*** Block opens ***

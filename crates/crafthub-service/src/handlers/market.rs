//! Market catalog and purchase handlers.

use std::sync::Arc;

use axum::extract::{Query, State};
use axum::Json;
use serde::{Deserialize, Serialize};

use crafthub_core::{MarketItem, PurchaseRecord, PurchaseSummary};
use crafthub_store::StoreError;

use crate::auth::AuthUser;
use crate::error::ApiError;
use crate::fulfill;
use crate::state::AppState;

/// Default number of rows returned for purchase history.
const DEFAULT_HISTORY_LIMIT: usize = 20;

/// Cap on rows returned for purchase history.
const MAX_HISTORY_LIMIT: usize = 100;

/// Catalog item as shown in the shop. The fulfillment command template
/// stays server-side.
#[derive(Debug, Serialize)]
pub struct ItemResponse {
    /// Catalog id.
    pub id: i64,
    /// Display name.
    pub name: String,
    /// Sales copy.
    pub description: String,
    /// Price in whole currency units.
    pub price: i64,
    /// Which balance the price is charged against.
    pub currency: String,
    /// Shop section.
    pub category: String,
    /// Image path, if any.
    pub image: Option<String>,
}

impl From<MarketItem> for ItemResponse {
    fn from(item: MarketItem) -> Self {
        Self {
            id: item.id,
            name: item.name,
            description: item.description,
            price: item.price,
            currency: item.currency.to_string(),
            category: item.category,
            image: item.image,
        }
    }
}

/// Query parameters for the catalog listing.
#[derive(Debug, Deserialize)]
pub struct ItemsQuery {
    /// Restrict to one shop section.
    pub category: Option<String>,
}

/// Shop catalog response.
#[derive(Debug, Serialize)]
pub struct ItemsResponse {
    /// Active items, newest first.
    pub items: Vec<ItemResponse>,
    /// All sections with at least one active item.
    pub categories: Vec<String>,
}

/// List active catalog items, optionally restricted to one category.
pub async fn list_items(
    State(state): State<Arc<AppState>>,
    Query(query): Query<ItemsQuery>,
) -> Result<Json<ItemsResponse>, ApiError> {
    let items = state.store.list_items(query.category.as_deref()).await?;
    let categories = state.store.item_categories().await?;

    Ok(Json(ItemsResponse {
        items: items.into_iter().map(ItemResponse::from).collect(),
        categories,
    }))
}

/// Purchase request.
#[derive(Debug, Deserialize)]
pub struct PurchaseRequest {
    /// Catalog id of the item to buy.
    pub item_id: i64,
}

/// Purchase receipt.
#[derive(Debug, Serialize)]
pub struct PurchaseResponse {
    /// Ledger id of the completed purchase.
    pub purchase_id: String,
    /// The purchased item.
    pub item_id: i64,
    /// Item display name.
    pub item_name: String,
    /// Price paid.
    pub price: i64,
    /// Currency the price was paid in.
    pub currency: String,
    /// Balance of that currency after the debit.
    pub new_balance: i64,
}

/// Buy an item: debit the balance, append the ledger row, emit the
/// fulfillment command.
pub async fn purchase(
    State(state): State<Arc<AppState>>,
    auth: AuthUser,
    Json(body): Json<PurchaseRequest>,
) -> Result<Json<PurchaseResponse>, ApiError> {
    // A retired item is indistinguishable from a missing one
    let item = state
        .store
        .item(body.item_id)
        .await?
        .filter(|item| item.is_active)
        .ok_or_else(|| ApiError::NotFound("item not found".into()))?;

    let record = PurchaseRecord::new(auth.username.clone(), &item);
    let command = item.render_command(&auth.username);

    // The balance check, the debit, and the ledger append are one atomic
    // store operation; two concurrent purchases can never both spend the
    // same funds.
    let new_balance = state
        .store
        .purchase_item(&auth.username, &item, &record)
        .await
        .map_err(|err| match err {
            // A session guarantees a profile exists; its absence here is a
            // bug, not a user error.
            StoreError::NotFound => {
                tracing::error!(
                    username = %auth.username,
                    item_id = item.id,
                    "Authenticated player has no profile during purchase"
                );
                ApiError::Internal("profile missing for authenticated player".into())
            }
            other => ApiError::from(other),
        })?;

    tracing::info!(
        username = %auth.username,
        item_id = item.id,
        purchase_id = %record.id,
        price = item.price,
        currency = %item.currency,
        new_balance,
        "Purchase completed"
    );

    // Fire-and-forget: the purchase stands whether or not delivery works
    fulfill::emit(state.fulfillment.clone(), record.id, command);

    Ok(Json(PurchaseResponse {
        purchase_id: record.id.to_string(),
        item_id: item.id,
        item_name: item.name,
        price: item.price,
        currency: item.currency.to_string(),
        new_balance,
    }))
}

/// Query parameters for purchase history.
#[derive(Debug, Deserialize)]
pub struct HistoryQuery {
    /// Maximum rows to return.
    pub limit: Option<usize>,
}

/// One purchase history entry.
#[derive(Debug, Serialize)]
pub struct PurchaseHistoryEntry {
    /// Ledger id.
    pub purchase_id: String,
    /// Item bought.
    pub item_id: i64,
    /// Item display name.
    pub item_name: String,
    /// Item image, if any.
    pub item_image: Option<String>,
    /// Price paid.
    pub price: i64,
    /// Currency paid in.
    pub currency: String,
    /// Completion time.
    pub purchase_date: String,
}

impl From<PurchaseSummary> for PurchaseHistoryEntry {
    fn from(summary: PurchaseSummary) -> Self {
        Self {
            purchase_id: summary.purchase.id.to_string(),
            item_id: summary.purchase.item_id,
            item_name: summary.item_name,
            item_image: summary.item_image,
            price: summary.purchase.price,
            currency: summary.purchase.currency.to_string(),
            purchase_date: summary.purchase.purchase_date.to_rfc3339(),
        }
    }
}

/// Purchase history response.
#[derive(Debug, Serialize)]
pub struct PurchaseHistoryResponse {
    /// Ledger rows, newest first.
    pub purchases: Vec<PurchaseHistoryEntry>,
}

/// List the caller's purchases, newest first.
pub async fn list_purchases(
    State(state): State<Arc<AppState>>,
    auth: AuthUser,
    Query(query): Query<HistoryQuery>,
) -> Result<Json<PurchaseHistoryResponse>, ApiError> {
    let limit = query
        .limit
        .unwrap_or(DEFAULT_HISTORY_LIMIT)
        .min(MAX_HISTORY_LIMIT);

    let purchases = state.store.purchases_by_user(&auth.username, limit).await?;

    Ok(Json(PurchaseHistoryResponse {
        purchases: purchases
            .into_iter()
            .map(PurchaseHistoryEntry::from)
            .collect(),
    }))
}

*** Block closes ***

**Exercise brief:**
Set down verbatim only the lines between the start of the data above and the line with "const DEFAULT_HISTORY_LIMIT: usize = 20;", both boundaries included.

**Your response:**
filename crates/crafthub-service/src/handlers/market.rs
//! Market catalog and purchase handlers.

use std::sync::Arc;

use axum::extract::{Query, State};
use axum::Json;
use serde::{Deserialize, Serialize};

use crafthub_core::{MarketItem, PurchaseRecord, PurchaseSummary};
use crafthub_store::StoreError;

use crate::auth::AuthUser;
use crate::error::ApiError;
use crate::fulfill;
use crate::state::AppState;

/// Default number of rows returned for purchase history.
const DEFAULT_HISTORY_LIMIT: usize = 20;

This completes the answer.